Those lines of the records that contain "const" are to be located and copied.
-- STUDY MATERIAL follows --
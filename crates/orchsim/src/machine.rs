//! Module health state machine.
//!
//! A pure, total reducer over three coarse health states. Like the rest of
//! the functional core it never performs IO and never fails:
//! `reduce(state, event) -> state`.
//!
//! | state \ event | `Degrade`  | `Recover` | `CriticalFault` |
//! |---------------|------------|-----------|-----------------|
//! | `Ok`          | `Degraded` | `Ok`      | `Error`         |
//! | `Degraded`    | `Degraded` | `Ok`      | `Error`         |
//! | `Error`       | `Error`    | `Ok`      | `Error`         |

use std::collections::BTreeMap;
use std::fmt;
use std::str::FromStr;

use serde::{Deserialize, Serialize};
use thiserror::Error;

/// Coarse health of a monitored module.
#[derive(Debug, Clone, Copy, Default, PartialEq, Eq, Hash, PartialOrd, Ord, Serialize, Deserialize)]
#[serde(rename_all = "UPPERCASE")]
pub enum ModuleStatus {
    #[default]
    Ok,
    Degraded,
    Error,
}

impl ModuleStatus {
    /// True when only an explicit recover can leave this state.
    pub fn recovery_restricted(self) -> bool {
        self == ModuleStatus::Error
    }

    pub fn as_str(self) -> &'static str {
        match self {
            ModuleStatus::Ok => "OK",
            ModuleStatus::Degraded => "DEGRADED",
            ModuleStatus::Error => "ERROR",
        }
    }
}

impl fmt::Display for ModuleStatus {
    fn fmt(&self, f: &mut fmt::Formatter<'_>) -> fmt::Result {
        f.write_str(self.as_str())
    }
}

/// State held by a module health widget.
#[derive(Debug, Clone, Copy, Default, PartialEq, Eq, Hash, Serialize, Deserialize)]
pub struct ModuleState {
    pub status: ModuleStatus,
}

impl ModuleState {
    pub fn new(status: ModuleStatus) -> Self {
        Self { status }
    }
}

/// Events accepted by the reducer.
#[derive(Debug, Clone, Copy, PartialEq, Eq, Hash, Serialize, Deserialize)]
#[serde(rename_all = "SCREAMING_SNAKE_CASE")]
pub enum MachineEvent {
    Degrade,
    Recover,
    CriticalFault,
}

impl MachineEvent {
    pub const ALL: [MachineEvent; 3] = [
        MachineEvent::Degrade,
        MachineEvent::Recover,
        MachineEvent::CriticalFault,
    ];

    pub fn as_str(self) -> &'static str {
        match self {
            MachineEvent::Degrade => "DEGRADE",
            MachineEvent::Recover => "RECOVER",
            MachineEvent::CriticalFault => "CRITICAL_FAULT",
        }
    }
}

impl fmt::Display for MachineEvent {
    fn fmt(&self, f: &mut fmt::Formatter<'_>) -> fmt::Result {
        f.write_str(self.as_str())
    }
}

/// An event name that does not match any [`MachineEvent`].
#[derive(Debug, Clone, PartialEq, Eq, Error)]
#[error("unknown machine event: {0}")]
pub struct MachineEventParseError(pub String);

impl FromStr for MachineEvent {
    type Err = MachineEventParseError;

    fn from_str(s: &str) -> Result<Self, Self::Err> {
        match s.trim().to_ascii_uppercase().replace('-', "_").as_str() {
            "DEGRADE" => Ok(MachineEvent::Degrade),
            "RECOVER" => Ok(MachineEvent::Recover),
            "CRITICAL_FAULT" => Ok(MachineEvent::CriticalFault),
            _ => Err(MachineEventParseError(s.to_string())),
        }
    }
}

/// Applies an event to a module state.
pub fn reduce(state: ModuleState, event: MachineEvent) -> ModuleState {
    match event {
        // Degrade never downgrades an existing critical fault.
        MachineEvent::Degrade if state.status == ModuleStatus::Error => state,
        MachineEvent::Degrade => ModuleState::new(ModuleStatus::Degraded),
        MachineEvent::Recover => ModuleState::new(ModuleStatus::Ok),
        MachineEvent::CriticalFault => ModuleState::new(ModuleStatus::Error),
    }
}

// ============================================================================
// Module Board
// ============================================================================

/// Modules tracked by the console.
#[derive(Debug, Clone, Copy, PartialEq, Eq, Hash, PartialOrd, Ord, Serialize, Deserialize)]
#[serde(rename_all = "SCREAMING_SNAKE_CASE")]
pub enum ModuleId {
    ExecutionKernel,
    ComplianceEngine,
    ForensicsService,
}

impl ModuleId {
    pub const ALL: [ModuleId; 3] = [
        ModuleId::ExecutionKernel,
        ModuleId::ComplianceEngine,
        ModuleId::ForensicsService,
    ];

    pub fn as_str(self) -> &'static str {
        match self {
            ModuleId::ExecutionKernel => "EXECUTION_KERNEL",
            ModuleId::ComplianceEngine => "COMPLIANCE_ENGINE",
            ModuleId::ForensicsService => "FORENSICS_SERVICE",
        }
    }
}

impl fmt::Display for ModuleId {
    fn fmt(&self, f: &mut fmt::Formatter<'_>) -> fmt::Result {
        f.write_str(self.as_str())
    }
}

/// One health state per module, each driven by [`reduce`].
#[derive(Debug, Clone, PartialEq, Eq, Serialize, Deserialize)]
pub struct ModuleBoard {
    states: BTreeMap<ModuleId, ModuleState>,
}

impl ModuleBoard {
    /// Creates a board with every module `Ok`.
    pub fn new() -> Self {
        Self {
            states: ModuleId::ALL
                .into_iter()
                .map(|id| (id, ModuleState::default()))
                .collect(),
        }
    }

    /// Applies an event to one module and returns its new state.
    pub fn dispatch(&mut self, id: ModuleId, event: MachineEvent) -> ModuleState {
        let entry = self.states.entry(id).or_default();
        let previous = *entry;
        *entry = reduce(previous, event);

        if previous != *entry {
            tracing::debug!(module = %id, from = %previous.status, to = %entry.status, %event, "module transition");
        }
        *entry
    }

    pub fn state(&self, id: ModuleId) -> ModuleState {
        self.states.get(&id).copied().unwrap_or_default()
    }

    /// The most severe status across all modules.
    pub fn worst(&self) -> ModuleStatus {
        self.states
            .values()
            .map(|state| state.status)
            .max()
            .unwrap_or_default()
    }

    pub fn iter(&self) -> impl Iterator<Item = (ModuleId, ModuleState)> + '_ {
        self.states.iter().map(|(id, state)| (*id, *state))
    }
}

impl Default for ModuleBoard {
    fn default() -> Self {
        Self::new()
    }
}

// ============================================================================
// Tests
// ============================================================================

#[cfg(test)]
mod tests {
    use super::*;
    use test_case::test_case;

    #[test_case(ModuleStatus::Ok, MachineEvent::Degrade => ModuleStatus::Degraded; "ok degrade")]
    #[test_case(ModuleStatus::Degraded, MachineEvent::Degrade => ModuleStatus::Degraded; "degraded degrade")]
    #[test_case(ModuleStatus::Error, MachineEvent::Degrade => ModuleStatus::Error; "error degrade")]
    #[test_case(ModuleStatus::Ok, MachineEvent::Recover => ModuleStatus::Ok; "ok recover")]
    #[test_case(ModuleStatus::Degraded, MachineEvent::Recover => ModuleStatus::Ok; "degraded recover")]
    #[test_case(ModuleStatus::Error, MachineEvent::Recover => ModuleStatus::Ok; "error recover")]
    #[test_case(ModuleStatus::Ok, MachineEvent::CriticalFault => ModuleStatus::Error; "ok fault")]
    #[test_case(ModuleStatus::Degraded, MachineEvent::CriticalFault => ModuleStatus::Error; "degraded fault")]
    #[test_case(ModuleStatus::Error, MachineEvent::CriticalFault => ModuleStatus::Error; "error fault")]
    fn transition_table(from: ModuleStatus, event: MachineEvent) -> ModuleStatus {
        reduce(ModuleState::new(from), event).status
    }

    #[test]
    fn initial_state_is_ok() {
        assert_eq!(ModuleState::default().status, ModuleStatus::Ok);
    }

    #[test_case("DEGRADE" => Some(MachineEvent::Degrade); "upper")]
    #[test_case("recover" => Some(MachineEvent::Recover); "lower")]
    #[test_case("critical-fault" => Some(MachineEvent::CriticalFault); "kebab")]
    #[test_case("CRITICAL_FAULT" => Some(MachineEvent::CriticalFault); "screaming")]
    #[test_case("REBOOT" => None; "unknown")]
    fn parse_event(name: &str) -> Option<MachineEvent> {
        name.parse().ok()
    }

    #[test]
    fn display_round_trips_through_parse() {
        for event in MachineEvent::ALL {
            assert_eq!(event.to_string().parse::<MachineEvent>(), Ok(event));
        }
    }

    #[test]
    fn only_error_restricts_recovery() {
        assert!(!ModuleStatus::Ok.recovery_restricted());
        assert!(!ModuleStatus::Degraded.recovery_restricted());
        assert!(ModuleStatus::Error.recovery_restricted());
    }

    #[test]
    fn board_tracks_modules_independently() {
        let mut board = ModuleBoard::new();
        assert_eq!(board.worst(), ModuleStatus::Ok);

        board.dispatch(ModuleId::ComplianceEngine, MachineEvent::Degrade);
        assert_eq!(board.worst(), ModuleStatus::Degraded);
        assert_eq!(board.state(ModuleId::ExecutionKernel).status, ModuleStatus::Ok);

        board.dispatch(ModuleId::ForensicsService, MachineEvent::CriticalFault);
        assert_eq!(board.worst(), ModuleStatus::Error);

        // Degrade does not mask the fault.
        board.dispatch(ModuleId::ForensicsService, MachineEvent::Degrade);
        assert_eq!(board.state(ModuleId::ForensicsService).status, ModuleStatus::Error);

        board.dispatch(ModuleId::ForensicsService, MachineEvent::Recover);
        assert_eq!(board.worst(), ModuleStatus::Degraded);
        assert_eq!(board.iter().count(), 3);
    }

    #[test]
    fn status_serializes_uppercase() {
        let json = serde_json::to_string(&ModuleState::new(ModuleStatus::Degraded)).unwrap();
        assert_eq!(json, r#"{"status":"DEGRADED"}"#);
    }

    mod properties {
        use super::*;
        use proptest::prelude::*;

        fn any_status() -> impl Strategy<Value = ModuleStatus> {
            prop_oneof![Just(ModuleStatus::Ok), Just(ModuleStatus::Degraded), Just(ModuleStatus::Error)]
        }

        fn any_event() -> impl Strategy<Value = MachineEvent> {
            prop_oneof![
                Just(MachineEvent::Degrade),
                Just(MachineEvent::Recover),
                Just(MachineEvent::CriticalFault),
            ]
        }

        proptest! {
            #[test]
            fn last_recover_or_fault_decides(start in any_status(), events in prop::collection::vec(any_event(), 0..32)) {
                let end = events
                    .iter()
                    .fold(ModuleState::new(start), |state, event| reduce(state, *event));

                // Recover and fault are absolute, so the final state never
                // contradicts the last of them.
                match events.iter().rev().find(|e| **e != MachineEvent::Degrade) {
                    Some(MachineEvent::Recover) => {
                        let degraded_after = events.iter().rev().take_while(|e| **e != MachineEvent::Recover).count() > 0;
                        prop_assert_eq!(end.status, if degraded_after { ModuleStatus::Degraded } else { ModuleStatus::Ok });
                    }
                    Some(MachineEvent::CriticalFault) => prop_assert_eq!(end.status, ModuleStatus::Error),
                    _ => {}
                }
            }
        }
    }
}
//! CLI command implementations.

pub mod config;
pub mod live;
pub mod machine;
pub mod replay;
pub mod run;
pub mod sweep;
pub mod version;

use std::path::Path;

use anyhow::{Context, Result};
use orchsim::SimulatorOptions;
use orchsim_config::{OrchsimConfig, SimulatorSection};

/// Loads the merged configuration for a project directory.
pub fn load_config(project: &Path) -> Result<OrchsimConfig> {
    OrchsimConfig::load_from_dir(project).context("Failed to load configuration")
}

/// Builds simulator options from configuration; `seed` wins over the
/// configured seed when given.
pub fn simulator_options(section: &SimulatorSection, seed: Option<u32>) -> SimulatorOptions {
    SimulatorOptions {
        seed: seed.or(section.seed),
        base_delay_min_ms: section.base_delay_min_ms,
        base_delay_max_ms: section.base_delay_max_ms,
        warning_pct: section.warning_pct,
        error_pct: section.error_pct,
        long_running_delay_ms: section.long_running_delay_ms,
        cancel_pending_on_clear: section.cancel_pending_on_clear,
        record_decisions: true,
    }
}

#[cfg(test)]
mod tests {
    use super::*;

    #[test]
    fn explicit_seed_overrides_config() {
        let section = SimulatorSection {
            seed: Some(1),
            ..SimulatorSection::default()
        };

        assert_eq!(simulator_options(&section, Some(9)).seed, Some(9));
        assert_eq!(simulator_options(&section, None).seed, Some(1));
    }

    #[test]
    fn defaults_match_library_defaults() {
        let options = simulator_options(&SimulatorSection::default(), None);
        assert_eq!(options, SimulatorOptions::default());
    }
}
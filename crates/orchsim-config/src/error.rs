//! Configuration error types

use thiserror::Error;

#[derive(Debug, Error)]
pub enum ConfigError {
    #[error("Invalid configuration: {0}")]
    ValidationError(String),

    #[error("Failed to render configuration as TOML: {0}")]
    SerializeError(#[from] toml::ser::Error),

    #[error("XDG directory error: {0}")]
    XdgError(String),
}
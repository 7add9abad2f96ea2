//! # orchsim: Deterministic Message Orchestration Simulator
//!
//! A session-scoped conversation log whose assistant replies resolve
//! asynchronously with randomized latency and outcome, all driven by one
//! 32-bit seed so that any session can be replayed exactly.

#![cfg_attr(test, allow(clippy::float_cmp))] // Test assertions use exact float comparisons
#![allow(clippy::uninlined_format_args)] // Format string style preference
//!
//! ## Architecture
//!
//! ```text
//! ┌──────────────────────────────────────────────────────────┐
//! │                       Simulator                           │
//! │  ┌───────────┐   ┌──────────────┐   ┌─────────────────┐   │
//! │  │ Clock     │   │ TimerQueue   │   │ SimRng          │   │
//! │  │ (virtual/ │   │ (pending     │   │ (mulberry32,    │   │
//! │  │  wall)    │   │  resolutions)│   │  seeded)        │   │
//! │  └───────────┘   └──────────────┘   └─────────────────┘   │
//! │                                                            │
//! │  Message log (append-only)      DecisionLog (replay)      │
//! └──────────────────────────────────────────────────────────┘
//!
//!   ModuleState ──reduce(event)──▶ ModuleState   (independent)
//! ```
//!
//! ## Quick Start
//!
//! ```
//! use orchsim::{Simulator, SimulatorOptions, Status};
//!
//! let mut sim = Simulator::new(SimulatorOptions::default().with_seed(42));
//! let reply = sim.send_user("deploy the pipeline").unwrap();
//! assert_eq!(sim.message(&reply).unwrap().status, Status::Executing);
//!
//! sim.run_until_idle();
//! assert!(sim.message(&reply).unwrap().status.is_terminal());
//! ```
//!
//! ## Key Concepts
//!
//! - **`SimRng`**: Deterministic generator; same seed, same stream, everywhere
//! - **`TimerQueue`**: Deadline-ordered pending work, cancellable by handle
//! - **`Simulator`**: The log plus resolution scheduling and chaos mode
//! - **`reduce`**: Pure module-health state machine

mod clock;
mod error;
mod event;
pub mod event_log;
pub mod machine;
mod message;
pub mod palette;
mod rng;
pub mod simulator;

pub use clock::{Clock, SimClock, SystemClock};
pub use error::SimError;
pub use event::{Timer, TimerId, TimerQueue};
pub use event_log::{Decision, DecisionLog, LoggedDecision};
pub use machine::{
    MachineEvent, MachineEventParseError, ModuleBoard, ModuleId, ModuleState, ModuleStatus,
    reduce,
};
pub use message::{Message, MessageId, Role, Status};
pub use palette::PaletteCommand;
pub use rng::{Rng, SimRng};
pub use simulator::{
    Outcome, SessionStatus, Simulator, SimulatorOptions, classify, session_id_for_seed,
    time_derived_seed,
};
//! Run command: resolve a batch of prompts on a virtual clock.

use std::path::Path;

use anyhow::Result;
use orchsim::{LoggedDecision, Message, SessionStatus, Simulator};
use serde::Serialize;

use crate::style::{self, colors::SemanticStyle};

/// JSON shape of a finished session.
#[derive(Serialize)]
#[serde(rename_all = "camelCase")]
struct Transcript<'a> {
    session_id: &'a str,
    seed: u32,
    chaos_mode: bool,
    status: SessionStatus,
    elapsed_ms: u64,
    messages: Vec<Message>,
    #[serde(skip_serializing_if = "Option::is_none")]
    decisions: Option<&'a [LoggedDecision]>,
}

pub fn run(
    project: &Path,
    seed: Option<u32>,
    chaos: bool,
    json: bool,
    trace: bool,
    prompts: &[String],
) -> Result<()> {
    let config = super::load_config(project)?;
    let mut sim = Simulator::new(super::simulator_options(&config.simulator, seed));

    if chaos {
        sim.toggle_chaos_mode();
    }
    for prompt in prompts {
        sim.send_user(prompt.as_str())?;
    }
    let fired = sim.run_until_idle();
    tracing::debug!(fired, now_ms = sim.now_ms(), "session idle");

    if json {
        let transcript = Transcript {
            session_id: sim.session_id(),
            seed: sim.seed(),
            chaos_mode: sim.chaos_mode(),
            status: sim.status(),
            elapsed_ms: sim.now_ms(),
            messages: sim.messages(),
            decisions: trace.then(|| sim.decisions().entries()),
        };
        println!("{}", serde_json::to_string_pretty(&transcript)?);
        return Ok(());
    }

    println!(
        "{} {} (seed {})",
        "Session".header(),
        sim.session_id().code(),
        sim.seed().to_string().code()
    );
    println!("{}", style::transcript_table(&sim.messages()));

    if trace {
        style::print_spacer();
        println!("{}", "Decision log".header());
        println!("{}", style::decision_table(sim.decisions().entries()));
    }

    style::print_spacer();
    style::print_labeled("Status", &style::colors::session_status_label(sim.status()));
    style::print_labeled("Simulated time", &format!("{}ms", sim.now_ms()));
    style::print_hint(&format!(
        "reproduce with: orchsim run --seed {}{} ...",
        sim.seed(),
        if chaos { " --chaos" } else { "" }
    ));

    Ok(())
}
-- STUDY MATERIAL concluded --
RESPONSE BOX:
    pub const ALL: [MachineEvent; 3] = [
    pub const ALL: [ModuleId; 3] = [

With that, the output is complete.